-- Opening Marker --

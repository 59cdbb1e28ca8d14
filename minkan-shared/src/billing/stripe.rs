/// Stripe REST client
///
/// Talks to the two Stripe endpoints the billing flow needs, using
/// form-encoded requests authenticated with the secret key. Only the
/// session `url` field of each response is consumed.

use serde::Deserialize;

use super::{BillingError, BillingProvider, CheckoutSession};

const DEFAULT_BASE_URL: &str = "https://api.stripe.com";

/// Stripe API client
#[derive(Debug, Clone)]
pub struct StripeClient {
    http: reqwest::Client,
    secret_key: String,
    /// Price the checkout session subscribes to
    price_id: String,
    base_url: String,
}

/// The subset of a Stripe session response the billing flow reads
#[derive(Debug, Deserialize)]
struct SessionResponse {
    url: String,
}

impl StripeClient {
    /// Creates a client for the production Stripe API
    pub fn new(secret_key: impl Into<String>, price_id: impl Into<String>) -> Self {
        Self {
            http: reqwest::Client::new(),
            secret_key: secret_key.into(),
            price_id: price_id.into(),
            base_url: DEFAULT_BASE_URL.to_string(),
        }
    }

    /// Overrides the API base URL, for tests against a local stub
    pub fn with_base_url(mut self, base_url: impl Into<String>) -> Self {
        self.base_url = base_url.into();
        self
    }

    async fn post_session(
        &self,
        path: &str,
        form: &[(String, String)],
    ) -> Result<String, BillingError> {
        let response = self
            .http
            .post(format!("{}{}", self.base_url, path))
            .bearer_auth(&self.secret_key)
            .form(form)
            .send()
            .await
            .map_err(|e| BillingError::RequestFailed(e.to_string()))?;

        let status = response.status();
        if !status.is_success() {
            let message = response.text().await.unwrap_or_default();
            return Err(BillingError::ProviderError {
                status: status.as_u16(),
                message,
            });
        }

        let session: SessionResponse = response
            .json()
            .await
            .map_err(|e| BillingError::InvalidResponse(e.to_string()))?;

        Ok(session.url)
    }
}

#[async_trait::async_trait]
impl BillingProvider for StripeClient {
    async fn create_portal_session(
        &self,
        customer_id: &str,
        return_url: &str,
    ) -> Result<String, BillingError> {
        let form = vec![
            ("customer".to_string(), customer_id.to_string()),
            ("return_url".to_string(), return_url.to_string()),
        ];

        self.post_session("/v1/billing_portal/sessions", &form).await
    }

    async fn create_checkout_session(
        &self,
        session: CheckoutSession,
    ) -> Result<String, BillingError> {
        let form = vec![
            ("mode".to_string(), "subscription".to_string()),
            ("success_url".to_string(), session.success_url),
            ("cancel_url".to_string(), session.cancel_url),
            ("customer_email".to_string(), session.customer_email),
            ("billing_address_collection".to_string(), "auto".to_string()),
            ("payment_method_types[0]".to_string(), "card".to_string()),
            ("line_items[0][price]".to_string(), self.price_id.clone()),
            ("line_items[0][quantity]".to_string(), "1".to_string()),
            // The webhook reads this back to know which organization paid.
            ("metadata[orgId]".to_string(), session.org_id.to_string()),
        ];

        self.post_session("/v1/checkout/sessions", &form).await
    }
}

-- Closing Marker --

Brief | Line by line, copy the data above exactly as it reads.

Task answer |
repository 59cdbb1e28ca8d14
filename minkan-shared/src/billing/stripe.rs
/// Stripe REST client
///
/// Talks to the two Stripe endpoints the billing flow needs, using
/// form-encoded requests authenticated with the secret key. Only the
/// session `url` field of each response is consumed.

use serde::Deserialize;

use super::{BillingError, BillingProvider, CheckoutSession};

const DEFAULT_BASE_URL: &str = "https://api.stripe.com";

/// Stripe API client
#[derive(Debug, Clone)]
pub struct StripeClient {
    http: reqwest::Client,
    secret_key: String,
    /// Price the checkout session subscribes to
    price_id: String,
    base_url: String,
}

/// The subset of a Stripe session response the billing flow reads
#[derive(Debug, Deserialize)]
struct SessionResponse {
    url: String,
}

impl StripeClient {
    /// Creates a client for the production Stripe API
    pub fn new(secret_key: impl Into<String>, price_id: impl Into<String>) -> Self {
        Self {
            http: reqwest::Client::new(),
            secret_key: secret_key.into(),
            price_id: price_id.into(),
            base_url: DEFAULT_BASE_URL.to_string(),
        }
    }

    /// Overrides the API base URL, for tests against a local stub
    pub fn with_base_url(mut self, base_url: impl Into<String>) -> Self {
        self.base_url = base_url.into();
        self
    }

    async fn post_session(
        &self,
        path: &str,
        form: &[(String, String)],
    ) -> Result<String, BillingError> {
        let response = self
            .http
            .post(format!("{}{}", self.base_url, path))
            .bearer_auth(&self.secret_key)
            .form(form)
            .send()
            .await
            .map_err(|e| BillingError::RequestFailed(e.to_string()))?;

        let status = response.status();
        if !status.is_success() {
            let message = response.text().await.unwrap_or_default();
            return Err(BillingError::ProviderError {
                status: status.as_u16(),
                message,
            });
        }

        let session: SessionResponse = response
            .json()
            .await
            .map_err(|e| BillingError::InvalidResponse(e.to_string()))?;

        Ok(session.url)
    }
}

#[async_trait::async_trait]
impl BillingProvider for StripeClient {
    async fn create_portal_session(
        &self,
        customer_id: &str,
        return_url: &str,
    ) -> Result<String, BillingError> {
        let form = vec![
            ("customer".to_string(), customer_id.to_string()),
            ("return_url".to_string(), return_url.to_string()),
        ];

        self.post_session("/v1/billing_portal/sessions", &form).await
    }

    async fn create_checkout_session(
        &self,
        session: CheckoutSession,
    ) -> Result<String, BillingError> {
        let form = vec![
            ("mode".to_string(), "subscription".to_string()),
            ("success_url".to_string(), session.success_url),
            ("cancel_url".to_string(), session.cancel_url),
            ("customer_email".to_string(), session.customer_email),
            ("billing_address_collection".to_string(), "auto".to_string()),
            ("payment_method_types[0]".to_string(), "card".to_string()),
            ("line_items[0][price]".to_string(), self.price_id.clone()),
            ("line_items[0][quantity]".to_string(), "1".to_string()),
            // The webhook reads this back to know which organization paid.
            ("metadata[orgId]".to_string(), session.org_id.to_string()),
        ];

        self.post_session("/v1/checkout/sessions", &form).await
    }
}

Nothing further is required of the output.